Assignment: Which lines of the data contain the string "character"? Show each of them.

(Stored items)
|---|
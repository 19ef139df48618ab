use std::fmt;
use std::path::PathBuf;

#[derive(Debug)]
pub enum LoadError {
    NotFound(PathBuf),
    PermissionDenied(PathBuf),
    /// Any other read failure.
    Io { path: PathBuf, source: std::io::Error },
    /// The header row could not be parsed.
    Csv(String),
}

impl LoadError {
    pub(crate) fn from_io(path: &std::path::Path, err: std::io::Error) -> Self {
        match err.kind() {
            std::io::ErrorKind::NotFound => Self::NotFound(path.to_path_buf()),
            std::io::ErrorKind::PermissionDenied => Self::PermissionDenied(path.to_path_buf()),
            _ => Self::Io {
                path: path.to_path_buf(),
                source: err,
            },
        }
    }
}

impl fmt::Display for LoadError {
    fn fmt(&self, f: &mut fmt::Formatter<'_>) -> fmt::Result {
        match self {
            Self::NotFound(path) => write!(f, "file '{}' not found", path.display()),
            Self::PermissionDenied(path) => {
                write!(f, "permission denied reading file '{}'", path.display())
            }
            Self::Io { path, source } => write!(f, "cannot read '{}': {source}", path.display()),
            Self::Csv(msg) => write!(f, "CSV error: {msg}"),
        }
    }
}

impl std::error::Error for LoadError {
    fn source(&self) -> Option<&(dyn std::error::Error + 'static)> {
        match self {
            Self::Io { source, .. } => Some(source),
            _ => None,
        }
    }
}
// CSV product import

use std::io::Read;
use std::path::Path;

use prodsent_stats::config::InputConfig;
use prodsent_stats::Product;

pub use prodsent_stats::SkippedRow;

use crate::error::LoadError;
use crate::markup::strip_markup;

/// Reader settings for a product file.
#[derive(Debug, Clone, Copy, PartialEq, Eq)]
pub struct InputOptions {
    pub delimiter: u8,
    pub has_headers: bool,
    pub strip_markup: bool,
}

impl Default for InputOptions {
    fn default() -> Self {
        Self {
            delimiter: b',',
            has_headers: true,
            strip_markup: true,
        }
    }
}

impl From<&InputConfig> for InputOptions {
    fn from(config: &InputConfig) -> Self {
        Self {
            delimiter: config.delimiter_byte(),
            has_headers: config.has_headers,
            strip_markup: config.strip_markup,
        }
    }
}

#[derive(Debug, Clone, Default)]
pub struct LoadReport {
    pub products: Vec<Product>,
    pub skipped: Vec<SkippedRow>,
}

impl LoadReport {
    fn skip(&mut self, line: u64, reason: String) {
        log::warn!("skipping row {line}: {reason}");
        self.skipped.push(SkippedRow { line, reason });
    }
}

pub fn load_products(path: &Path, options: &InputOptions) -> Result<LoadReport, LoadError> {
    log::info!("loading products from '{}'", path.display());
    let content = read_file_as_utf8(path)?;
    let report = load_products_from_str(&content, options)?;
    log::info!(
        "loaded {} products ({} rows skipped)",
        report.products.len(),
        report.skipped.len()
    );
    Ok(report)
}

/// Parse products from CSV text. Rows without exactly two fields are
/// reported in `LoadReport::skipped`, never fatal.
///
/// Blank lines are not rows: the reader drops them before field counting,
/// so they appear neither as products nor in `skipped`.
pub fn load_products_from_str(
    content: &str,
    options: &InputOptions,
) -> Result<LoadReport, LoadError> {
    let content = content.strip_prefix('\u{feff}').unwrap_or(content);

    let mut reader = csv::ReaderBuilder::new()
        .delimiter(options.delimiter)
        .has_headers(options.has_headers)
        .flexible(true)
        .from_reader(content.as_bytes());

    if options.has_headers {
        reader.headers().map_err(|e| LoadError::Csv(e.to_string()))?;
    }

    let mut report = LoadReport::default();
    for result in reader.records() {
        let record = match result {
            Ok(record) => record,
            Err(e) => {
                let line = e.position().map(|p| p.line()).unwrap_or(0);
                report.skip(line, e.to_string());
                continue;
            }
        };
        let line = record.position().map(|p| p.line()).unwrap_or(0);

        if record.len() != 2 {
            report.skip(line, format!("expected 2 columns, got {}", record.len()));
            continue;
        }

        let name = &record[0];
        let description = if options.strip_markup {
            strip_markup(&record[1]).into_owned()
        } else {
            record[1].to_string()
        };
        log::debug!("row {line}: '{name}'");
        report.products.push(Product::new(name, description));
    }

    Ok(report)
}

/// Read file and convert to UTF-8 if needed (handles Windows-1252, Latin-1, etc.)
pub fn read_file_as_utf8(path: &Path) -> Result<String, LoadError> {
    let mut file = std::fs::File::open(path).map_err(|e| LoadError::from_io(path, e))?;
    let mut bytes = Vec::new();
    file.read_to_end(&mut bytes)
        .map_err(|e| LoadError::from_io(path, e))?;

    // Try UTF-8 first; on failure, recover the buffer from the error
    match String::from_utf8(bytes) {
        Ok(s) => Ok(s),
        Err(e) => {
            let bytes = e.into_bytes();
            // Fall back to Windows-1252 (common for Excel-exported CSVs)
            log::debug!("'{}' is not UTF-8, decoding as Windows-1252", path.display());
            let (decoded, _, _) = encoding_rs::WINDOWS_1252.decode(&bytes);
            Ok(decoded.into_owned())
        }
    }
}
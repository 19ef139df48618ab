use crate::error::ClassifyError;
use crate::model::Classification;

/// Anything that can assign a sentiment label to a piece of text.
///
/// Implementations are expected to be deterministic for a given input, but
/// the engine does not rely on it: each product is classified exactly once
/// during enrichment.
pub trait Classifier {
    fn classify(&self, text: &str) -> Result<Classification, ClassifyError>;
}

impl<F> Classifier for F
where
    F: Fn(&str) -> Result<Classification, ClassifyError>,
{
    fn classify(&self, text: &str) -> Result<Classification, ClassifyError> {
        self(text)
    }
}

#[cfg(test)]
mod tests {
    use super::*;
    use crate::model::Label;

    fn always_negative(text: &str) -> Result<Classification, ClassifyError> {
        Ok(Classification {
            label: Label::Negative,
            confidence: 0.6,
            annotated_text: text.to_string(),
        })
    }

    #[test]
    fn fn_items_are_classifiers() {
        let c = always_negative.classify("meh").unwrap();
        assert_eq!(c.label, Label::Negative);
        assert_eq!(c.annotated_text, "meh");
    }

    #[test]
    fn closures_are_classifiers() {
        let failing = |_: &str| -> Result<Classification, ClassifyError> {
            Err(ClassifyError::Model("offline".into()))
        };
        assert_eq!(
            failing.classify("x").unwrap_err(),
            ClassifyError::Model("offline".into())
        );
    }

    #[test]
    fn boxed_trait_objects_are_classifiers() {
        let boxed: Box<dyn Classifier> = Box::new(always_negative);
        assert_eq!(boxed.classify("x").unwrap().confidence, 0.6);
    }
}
|---|
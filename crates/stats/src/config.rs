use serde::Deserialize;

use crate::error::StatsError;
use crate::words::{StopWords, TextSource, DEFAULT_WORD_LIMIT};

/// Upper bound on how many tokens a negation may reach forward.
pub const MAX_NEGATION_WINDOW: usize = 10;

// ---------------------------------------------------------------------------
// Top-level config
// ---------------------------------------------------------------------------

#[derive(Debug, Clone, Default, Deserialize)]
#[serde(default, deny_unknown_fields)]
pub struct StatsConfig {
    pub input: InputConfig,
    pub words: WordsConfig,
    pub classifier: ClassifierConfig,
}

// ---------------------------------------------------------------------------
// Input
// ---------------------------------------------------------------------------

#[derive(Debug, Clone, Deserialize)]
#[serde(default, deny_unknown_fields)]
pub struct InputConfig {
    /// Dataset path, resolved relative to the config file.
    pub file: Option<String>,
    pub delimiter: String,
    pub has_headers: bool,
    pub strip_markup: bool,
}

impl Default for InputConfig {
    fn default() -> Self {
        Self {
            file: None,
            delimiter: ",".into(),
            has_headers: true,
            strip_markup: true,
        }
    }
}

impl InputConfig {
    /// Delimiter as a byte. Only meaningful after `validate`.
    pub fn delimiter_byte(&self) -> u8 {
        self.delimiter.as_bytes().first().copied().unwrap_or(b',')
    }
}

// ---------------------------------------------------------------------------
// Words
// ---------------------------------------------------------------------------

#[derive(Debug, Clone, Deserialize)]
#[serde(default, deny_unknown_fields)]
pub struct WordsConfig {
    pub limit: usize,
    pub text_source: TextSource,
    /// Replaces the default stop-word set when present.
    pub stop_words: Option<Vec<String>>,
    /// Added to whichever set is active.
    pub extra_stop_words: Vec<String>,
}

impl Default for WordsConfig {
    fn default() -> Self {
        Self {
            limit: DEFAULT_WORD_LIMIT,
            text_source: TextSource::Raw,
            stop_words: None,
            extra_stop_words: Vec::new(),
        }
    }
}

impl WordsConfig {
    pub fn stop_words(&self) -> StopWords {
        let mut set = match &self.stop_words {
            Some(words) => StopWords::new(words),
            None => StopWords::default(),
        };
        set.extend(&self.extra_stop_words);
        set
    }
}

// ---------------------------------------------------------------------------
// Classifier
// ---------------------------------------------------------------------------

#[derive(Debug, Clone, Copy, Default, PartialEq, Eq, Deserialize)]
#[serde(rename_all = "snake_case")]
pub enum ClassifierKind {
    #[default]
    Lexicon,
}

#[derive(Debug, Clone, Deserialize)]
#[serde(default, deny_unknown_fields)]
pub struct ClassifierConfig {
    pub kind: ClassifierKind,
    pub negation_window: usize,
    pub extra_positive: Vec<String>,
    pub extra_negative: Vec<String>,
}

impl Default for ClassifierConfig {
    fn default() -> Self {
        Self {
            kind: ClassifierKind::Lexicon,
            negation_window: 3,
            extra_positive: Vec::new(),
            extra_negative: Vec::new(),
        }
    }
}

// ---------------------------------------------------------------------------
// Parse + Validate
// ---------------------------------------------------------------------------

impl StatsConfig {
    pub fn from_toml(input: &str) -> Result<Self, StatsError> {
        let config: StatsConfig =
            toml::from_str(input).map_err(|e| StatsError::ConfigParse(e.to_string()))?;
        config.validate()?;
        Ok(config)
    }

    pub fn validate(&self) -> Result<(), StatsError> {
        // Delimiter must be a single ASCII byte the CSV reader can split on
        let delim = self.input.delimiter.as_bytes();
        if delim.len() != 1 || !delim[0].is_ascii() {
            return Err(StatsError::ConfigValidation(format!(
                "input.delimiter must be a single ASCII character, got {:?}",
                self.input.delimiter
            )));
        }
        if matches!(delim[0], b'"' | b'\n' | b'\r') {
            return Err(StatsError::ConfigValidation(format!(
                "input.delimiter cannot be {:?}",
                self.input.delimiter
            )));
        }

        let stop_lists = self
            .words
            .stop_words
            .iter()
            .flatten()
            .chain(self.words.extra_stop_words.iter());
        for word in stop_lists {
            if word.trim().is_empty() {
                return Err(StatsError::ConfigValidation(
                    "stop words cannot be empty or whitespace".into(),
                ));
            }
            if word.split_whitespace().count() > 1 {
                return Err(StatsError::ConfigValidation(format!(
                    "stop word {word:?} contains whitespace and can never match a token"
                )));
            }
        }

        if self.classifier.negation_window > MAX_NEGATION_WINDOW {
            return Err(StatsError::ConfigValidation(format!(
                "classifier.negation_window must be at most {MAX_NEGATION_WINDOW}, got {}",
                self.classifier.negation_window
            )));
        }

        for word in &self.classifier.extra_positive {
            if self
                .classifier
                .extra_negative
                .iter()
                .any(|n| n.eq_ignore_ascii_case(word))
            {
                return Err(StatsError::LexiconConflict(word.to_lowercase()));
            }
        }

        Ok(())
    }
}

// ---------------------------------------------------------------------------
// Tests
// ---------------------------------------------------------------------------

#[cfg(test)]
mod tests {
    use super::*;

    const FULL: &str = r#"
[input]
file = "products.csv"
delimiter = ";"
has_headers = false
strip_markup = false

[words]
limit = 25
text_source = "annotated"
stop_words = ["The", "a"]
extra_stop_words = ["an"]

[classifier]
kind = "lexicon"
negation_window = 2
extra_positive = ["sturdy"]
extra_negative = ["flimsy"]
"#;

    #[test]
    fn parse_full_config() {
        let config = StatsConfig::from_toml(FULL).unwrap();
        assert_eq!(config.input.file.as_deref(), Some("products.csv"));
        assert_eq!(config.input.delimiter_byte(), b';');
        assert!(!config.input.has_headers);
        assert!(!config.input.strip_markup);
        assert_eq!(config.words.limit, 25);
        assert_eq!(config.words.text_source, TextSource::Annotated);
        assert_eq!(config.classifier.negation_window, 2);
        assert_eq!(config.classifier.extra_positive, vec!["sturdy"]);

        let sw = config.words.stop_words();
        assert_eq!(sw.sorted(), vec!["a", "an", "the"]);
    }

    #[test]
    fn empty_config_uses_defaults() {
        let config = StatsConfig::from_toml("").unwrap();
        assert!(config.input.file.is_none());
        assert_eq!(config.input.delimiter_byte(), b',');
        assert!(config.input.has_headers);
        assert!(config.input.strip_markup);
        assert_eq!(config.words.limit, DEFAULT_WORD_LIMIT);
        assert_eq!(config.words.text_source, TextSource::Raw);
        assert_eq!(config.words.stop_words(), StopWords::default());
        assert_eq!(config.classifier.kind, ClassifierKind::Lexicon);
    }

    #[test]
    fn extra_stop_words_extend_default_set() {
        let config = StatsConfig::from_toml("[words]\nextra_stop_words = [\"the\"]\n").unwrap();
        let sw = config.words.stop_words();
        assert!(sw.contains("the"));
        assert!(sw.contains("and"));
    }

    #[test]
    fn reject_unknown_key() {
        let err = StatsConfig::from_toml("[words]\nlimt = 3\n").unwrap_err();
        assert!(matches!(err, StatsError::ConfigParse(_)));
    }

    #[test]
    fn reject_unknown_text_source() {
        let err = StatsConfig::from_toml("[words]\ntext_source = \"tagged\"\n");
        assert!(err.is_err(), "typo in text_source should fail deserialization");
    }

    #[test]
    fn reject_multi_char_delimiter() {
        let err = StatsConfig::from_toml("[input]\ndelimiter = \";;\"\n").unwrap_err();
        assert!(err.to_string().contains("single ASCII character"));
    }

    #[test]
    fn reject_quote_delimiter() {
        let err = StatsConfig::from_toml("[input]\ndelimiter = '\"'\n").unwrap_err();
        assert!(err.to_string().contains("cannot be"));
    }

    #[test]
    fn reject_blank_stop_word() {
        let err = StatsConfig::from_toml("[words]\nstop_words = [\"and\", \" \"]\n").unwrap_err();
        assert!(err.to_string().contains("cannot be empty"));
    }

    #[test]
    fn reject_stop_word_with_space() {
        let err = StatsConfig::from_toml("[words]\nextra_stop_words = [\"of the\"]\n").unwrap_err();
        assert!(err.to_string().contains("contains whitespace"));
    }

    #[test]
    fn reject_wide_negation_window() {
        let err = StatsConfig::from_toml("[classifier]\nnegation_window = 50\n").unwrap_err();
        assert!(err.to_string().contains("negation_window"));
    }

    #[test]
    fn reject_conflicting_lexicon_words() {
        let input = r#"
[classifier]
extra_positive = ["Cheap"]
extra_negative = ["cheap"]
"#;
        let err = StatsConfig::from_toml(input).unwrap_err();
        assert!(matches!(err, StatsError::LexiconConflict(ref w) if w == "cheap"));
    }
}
|---|
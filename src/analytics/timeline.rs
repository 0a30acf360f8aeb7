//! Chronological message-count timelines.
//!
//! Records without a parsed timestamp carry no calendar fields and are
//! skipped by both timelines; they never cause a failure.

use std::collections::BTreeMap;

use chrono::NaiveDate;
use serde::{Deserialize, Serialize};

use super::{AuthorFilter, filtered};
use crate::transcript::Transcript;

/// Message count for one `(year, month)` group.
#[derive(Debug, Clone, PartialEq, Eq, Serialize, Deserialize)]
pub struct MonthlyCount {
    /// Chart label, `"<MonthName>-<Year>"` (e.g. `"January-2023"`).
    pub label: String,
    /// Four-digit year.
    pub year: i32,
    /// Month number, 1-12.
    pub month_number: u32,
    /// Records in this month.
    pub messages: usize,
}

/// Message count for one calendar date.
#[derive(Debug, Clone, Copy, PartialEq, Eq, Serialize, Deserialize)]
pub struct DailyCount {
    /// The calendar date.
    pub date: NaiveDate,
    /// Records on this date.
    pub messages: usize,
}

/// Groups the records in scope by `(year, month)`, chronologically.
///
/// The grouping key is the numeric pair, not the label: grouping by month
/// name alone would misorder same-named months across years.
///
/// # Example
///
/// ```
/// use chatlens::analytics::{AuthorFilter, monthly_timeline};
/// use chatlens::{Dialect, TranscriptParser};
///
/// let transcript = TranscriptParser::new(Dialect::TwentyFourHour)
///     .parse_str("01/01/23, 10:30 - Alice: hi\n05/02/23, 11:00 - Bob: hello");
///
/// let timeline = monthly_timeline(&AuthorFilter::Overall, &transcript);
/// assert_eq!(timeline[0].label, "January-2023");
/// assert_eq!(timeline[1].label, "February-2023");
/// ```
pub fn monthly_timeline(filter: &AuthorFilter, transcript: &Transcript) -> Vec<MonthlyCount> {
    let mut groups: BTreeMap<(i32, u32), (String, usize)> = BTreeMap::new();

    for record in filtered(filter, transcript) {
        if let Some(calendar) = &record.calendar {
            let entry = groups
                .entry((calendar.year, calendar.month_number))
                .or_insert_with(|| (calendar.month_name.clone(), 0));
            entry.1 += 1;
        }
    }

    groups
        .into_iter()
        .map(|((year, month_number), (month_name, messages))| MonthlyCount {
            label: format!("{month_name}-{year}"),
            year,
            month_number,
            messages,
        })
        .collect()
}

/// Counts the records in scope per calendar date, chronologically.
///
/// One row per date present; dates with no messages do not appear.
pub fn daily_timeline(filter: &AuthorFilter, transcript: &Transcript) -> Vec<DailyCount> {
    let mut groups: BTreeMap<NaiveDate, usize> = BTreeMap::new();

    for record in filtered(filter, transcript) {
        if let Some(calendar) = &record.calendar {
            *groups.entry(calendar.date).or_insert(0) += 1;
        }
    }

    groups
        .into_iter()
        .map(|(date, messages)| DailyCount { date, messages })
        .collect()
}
|---|
Problem solution:
                "input.delimiter must be a single ASCII character, got {:?}",
        assert!(err.to_string().contains("single ASCII character"));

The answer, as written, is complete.